Material for this task Start Marker

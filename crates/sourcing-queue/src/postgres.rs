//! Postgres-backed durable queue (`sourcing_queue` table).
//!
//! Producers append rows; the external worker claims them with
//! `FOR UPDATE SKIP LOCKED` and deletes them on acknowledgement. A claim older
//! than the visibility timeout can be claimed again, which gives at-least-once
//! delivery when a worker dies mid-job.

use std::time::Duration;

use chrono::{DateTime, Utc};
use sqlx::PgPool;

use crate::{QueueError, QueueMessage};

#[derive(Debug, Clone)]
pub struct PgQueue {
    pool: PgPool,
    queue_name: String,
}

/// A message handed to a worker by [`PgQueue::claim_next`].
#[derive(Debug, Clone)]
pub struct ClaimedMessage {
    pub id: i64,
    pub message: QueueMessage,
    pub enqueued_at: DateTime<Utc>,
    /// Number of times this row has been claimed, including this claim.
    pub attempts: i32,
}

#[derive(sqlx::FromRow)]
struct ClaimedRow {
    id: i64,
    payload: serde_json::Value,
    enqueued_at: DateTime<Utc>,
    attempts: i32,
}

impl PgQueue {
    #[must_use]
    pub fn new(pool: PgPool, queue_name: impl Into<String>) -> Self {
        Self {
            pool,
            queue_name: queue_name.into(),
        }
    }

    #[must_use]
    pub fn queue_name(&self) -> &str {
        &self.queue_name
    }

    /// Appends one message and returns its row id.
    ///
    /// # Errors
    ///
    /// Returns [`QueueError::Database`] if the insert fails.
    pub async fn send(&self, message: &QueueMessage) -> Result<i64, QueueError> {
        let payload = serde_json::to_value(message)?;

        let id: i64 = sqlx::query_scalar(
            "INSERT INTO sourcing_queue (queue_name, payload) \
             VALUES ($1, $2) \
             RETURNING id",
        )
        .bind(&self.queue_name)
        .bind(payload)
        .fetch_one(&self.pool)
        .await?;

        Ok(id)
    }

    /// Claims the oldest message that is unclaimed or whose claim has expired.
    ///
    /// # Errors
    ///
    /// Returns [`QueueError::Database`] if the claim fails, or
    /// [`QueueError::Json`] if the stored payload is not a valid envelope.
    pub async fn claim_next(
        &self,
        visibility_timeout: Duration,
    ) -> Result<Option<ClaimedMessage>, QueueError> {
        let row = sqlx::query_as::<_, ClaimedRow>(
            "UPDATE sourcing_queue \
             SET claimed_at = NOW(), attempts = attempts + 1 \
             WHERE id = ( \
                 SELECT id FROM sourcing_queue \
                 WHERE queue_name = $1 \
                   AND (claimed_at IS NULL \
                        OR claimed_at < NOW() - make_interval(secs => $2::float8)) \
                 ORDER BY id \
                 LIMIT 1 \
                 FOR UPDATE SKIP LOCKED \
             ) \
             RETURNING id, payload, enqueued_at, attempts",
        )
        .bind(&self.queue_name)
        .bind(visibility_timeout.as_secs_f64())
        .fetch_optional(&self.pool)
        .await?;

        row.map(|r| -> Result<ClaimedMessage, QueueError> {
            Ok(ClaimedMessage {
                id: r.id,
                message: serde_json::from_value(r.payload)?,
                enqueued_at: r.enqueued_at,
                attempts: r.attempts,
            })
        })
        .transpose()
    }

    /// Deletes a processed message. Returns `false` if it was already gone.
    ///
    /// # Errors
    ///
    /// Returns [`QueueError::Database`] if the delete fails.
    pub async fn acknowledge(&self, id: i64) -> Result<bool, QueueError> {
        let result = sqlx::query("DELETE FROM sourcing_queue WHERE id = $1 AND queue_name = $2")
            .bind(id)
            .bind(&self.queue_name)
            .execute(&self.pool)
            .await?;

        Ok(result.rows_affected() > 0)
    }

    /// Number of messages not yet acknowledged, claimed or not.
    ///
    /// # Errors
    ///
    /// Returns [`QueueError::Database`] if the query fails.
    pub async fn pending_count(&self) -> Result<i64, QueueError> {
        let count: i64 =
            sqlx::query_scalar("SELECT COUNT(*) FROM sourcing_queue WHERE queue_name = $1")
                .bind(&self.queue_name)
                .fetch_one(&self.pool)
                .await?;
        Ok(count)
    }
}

Material for this task End Marker

◆ **Task to carry out**: Please transcribe only the lines in the records above running from the line that has "the query fails." through the line that has "COUNT(*) FROM sourcing_queue", both included, exactly as they appear.

◆ **Completed task**:
    /// Returns [`QueueError::Database`] if the query fails.
    pub async fn pending_count(&self) -> Result<i64, QueueError> {
        let count: i64 =
            sqlx::query_scalar("SELECT COUNT(*) FROM sourcing_queue WHERE queue_name = $1")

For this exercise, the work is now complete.